= TASK TO COMPLETE =
The lines from the start of the records through the one containing "use feedpaper::feed::keys::extract_keys;" are to be transcribed exactly, and nothing else.
***** MATERIAL TO PROCESS
use std::path::PathBuf;

use anyhow::{Context, Result};
use chrono::{DateTime, NaiveDate, Utc};
use clap::{Parser, Subcommand};
use colored::Colorize;
use tracing::{info, warn};

use feedpaper::config::Config;
use feedpaper::feed::keys::extract_keys;
use feedpaper::feed::load::load_posts;
use feedpaper::feed::timestamp::parse_timestamp;
use feedpaper::feed::window::DateWindow;
use feedpaper::output::terminal;
use feedpaper::pipeline::feed::build_feed;

/// Feedpaper: read a timeline as conversations instead of a firehose.
///
/// Groups scraped posts into conversations, orders related conversations
/// next to each other, and hides the low-relevance ones.
#[derive(Parser)]
#[command(name = "feedpaper", version, about)]
struct Cli {
    #[command(subcommand)]
    command: Commands,
}

#[derive(Subcommand)]
enum Commands {
    /// Group a post dump into ordered conversations
    Feed {
        /// JSON file with a post array or {"items": [...]} rows
        #[arg(long, short)]
        input: PathBuf,

        /// Only posts after this time (RFC 3339 or YYYY-MM-DD)
        #[arg(long)]
        start: Option<String>,

        /// Only posts before this time (RFC 3339 or YYYY-MM-DD)
        #[arg(long)]
        end: Option<String>,

        /// Only posts from this calendar day (UTC); overrides --start/--end
        #[arg(long)]
        day: Option<NaiveDate>,

        /// Also list the hidden low-relevance conversations
        #[arg(long)]
        show_hidden: bool,

        /// Print the feed as JSON instead of the terminal view
        #[arg(long)]
        json: bool,
    },

    /// Show the identity keys extracted from one post
    Keys {
        /// JSON file with a post array or {"items": [...]} rows
        #[arg(long, short)]
        input: PathBuf,

        /// The post id to inspect
        #[arg(long)]
        id: String,
    },
}

fn main() -> Result<()> {
    // Load .env file if present (silently ignore if missing)
    let _ = dotenvy::dotenv();

    // Set up structured logging
    tracing_subscriber::fmt()
        .with_env_filter(
            tracing_subscriber::EnvFilter::try_from_default_env()
                .unwrap_or_else(|_| tracing_subscriber::EnvFilter::new("feedpaper=info")),
        )
        .with_writer(std::io::stderr)
        .init();

    let cli = Cli::parse();

    match cli.command {
        Commands::Feed {
            input,
            start,
            end,
            day,
            show_hidden,
            json,
        } => {
            let config = Config::load()?;
            let posts = load_posts(&input)?;

            let window = match day {
                Some(day) => DateWindow::day(day),
                None => DateWindow {
                    start: start.as_deref().map(parse_bound).transpose()?,
                    end: end.as_deref().map(parse_bound).transpose()?,
                },
            };
            let options = feedpaper::pipeline::feed::FeedOptions {
                window,
                ..config.feed_options()
            };

            info!(posts = posts.len(), input = %input.display(), "Building feed");
            let feed = build_feed(&posts, &options)
                .with_context(|| format!("Failed to build feed from {}", input.display()))?;

            if json {
                let view = feed.view(show_hidden);
                println!("{}", serde_json::to_string_pretty(&view)?);
            } else {
                terminal::display_feed(&feed, show_hidden);
            }
        }

        Commands::Keys { input, id } => {
            let posts = load_posts(&input)?;
            let Some(post) = posts.iter().find(|p| p.id == id) else {
                warn!(id = %id, "Post not found");
                anyhow::bail!("No post with id {id} in {}", input.display());
            };

            let keys = extract_keys(post)?;
            println!(
                "\n{}",
                format!("=== Keys for post {} ({}) ===", post.id, keys.len()).bold()
            );
            for key in &keys {
                println!("  {key}");
            }
        }
    }

    Ok(())
}

/// Parse a --start/--end bound. A bare date means midnight UTC.
fn parse_bound(raw: &str) -> Result<DateTime<Utc>> {
    if let Some(at) = parse_timestamp(raw) {
        return Ok(at);
    }
    let date = NaiveDate::parse_from_str(raw.trim(), "%Y-%m-%d")
        .with_context(|| format!("Invalid date {raw:?} (expected RFC 3339 or YYYY-MM-DD)"))?;
    date.and_hms_opt(0, 0, 0)
        .map(|t| t.and_utc())
        .with_context(|| format!("Invalid date {raw:?}"))
}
**********
= RESPONSE AREA =
use std::path::PathBuf;

use anyhow::{Context, Result};
use chrono::{DateTime, NaiveDate, Utc};
use clap::{Parser, Subcommand};
use colored::Colorize;
use tracing::{info, warn};

use feedpaper::config::Config;
use feedpaper::feed::keys::extract_keys;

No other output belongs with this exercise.